All of the records should be given again verbatim.

Dataset entries
____

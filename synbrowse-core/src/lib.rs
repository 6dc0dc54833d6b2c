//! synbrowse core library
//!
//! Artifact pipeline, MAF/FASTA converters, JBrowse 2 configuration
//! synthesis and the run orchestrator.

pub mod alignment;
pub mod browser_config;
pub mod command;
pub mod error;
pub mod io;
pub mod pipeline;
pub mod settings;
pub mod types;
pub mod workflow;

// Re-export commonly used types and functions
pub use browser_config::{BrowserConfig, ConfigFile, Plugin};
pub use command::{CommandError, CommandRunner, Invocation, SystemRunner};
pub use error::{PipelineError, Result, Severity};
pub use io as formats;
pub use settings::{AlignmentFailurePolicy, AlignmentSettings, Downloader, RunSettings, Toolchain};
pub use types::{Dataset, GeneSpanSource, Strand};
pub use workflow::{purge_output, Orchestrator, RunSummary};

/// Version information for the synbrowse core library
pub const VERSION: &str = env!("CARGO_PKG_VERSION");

____

▸ **Result below**:
filename synbrowse-core/src/lib.rs
repository 6dc0dc54833d6b2c
//! synbrowse core library
//!
//! Artifact pipeline, MAF/FASTA converters, JBrowse 2 configuration
//! synthesis and the run orchestrator.

pub mod alignment;
pub mod browser_config;
pub mod command;
pub mod error;
pub mod io;
pub mod pipeline;
pub mod settings;
pub mod types;
pub mod workflow;

// Re-export commonly used types and functions
pub use browser_config::{BrowserConfig, ConfigFile, Plugin};
pub use command::{CommandError, CommandRunner, Invocation, SystemRunner};
pub use error::{PipelineError, Result, Severity};
pub use io as formats;
pub use settings::{AlignmentFailurePolicy, AlignmentSettings, Downloader, RunSettings, Toolchain};
pub use types::{Dataset, GeneSpanSource, Strand};
pub use workflow::{purge_output, Orchestrator, RunSummary};

/// Version information for the synbrowse core library
pub const VERSION: &str = env!("CARGO_PKG_VERSION");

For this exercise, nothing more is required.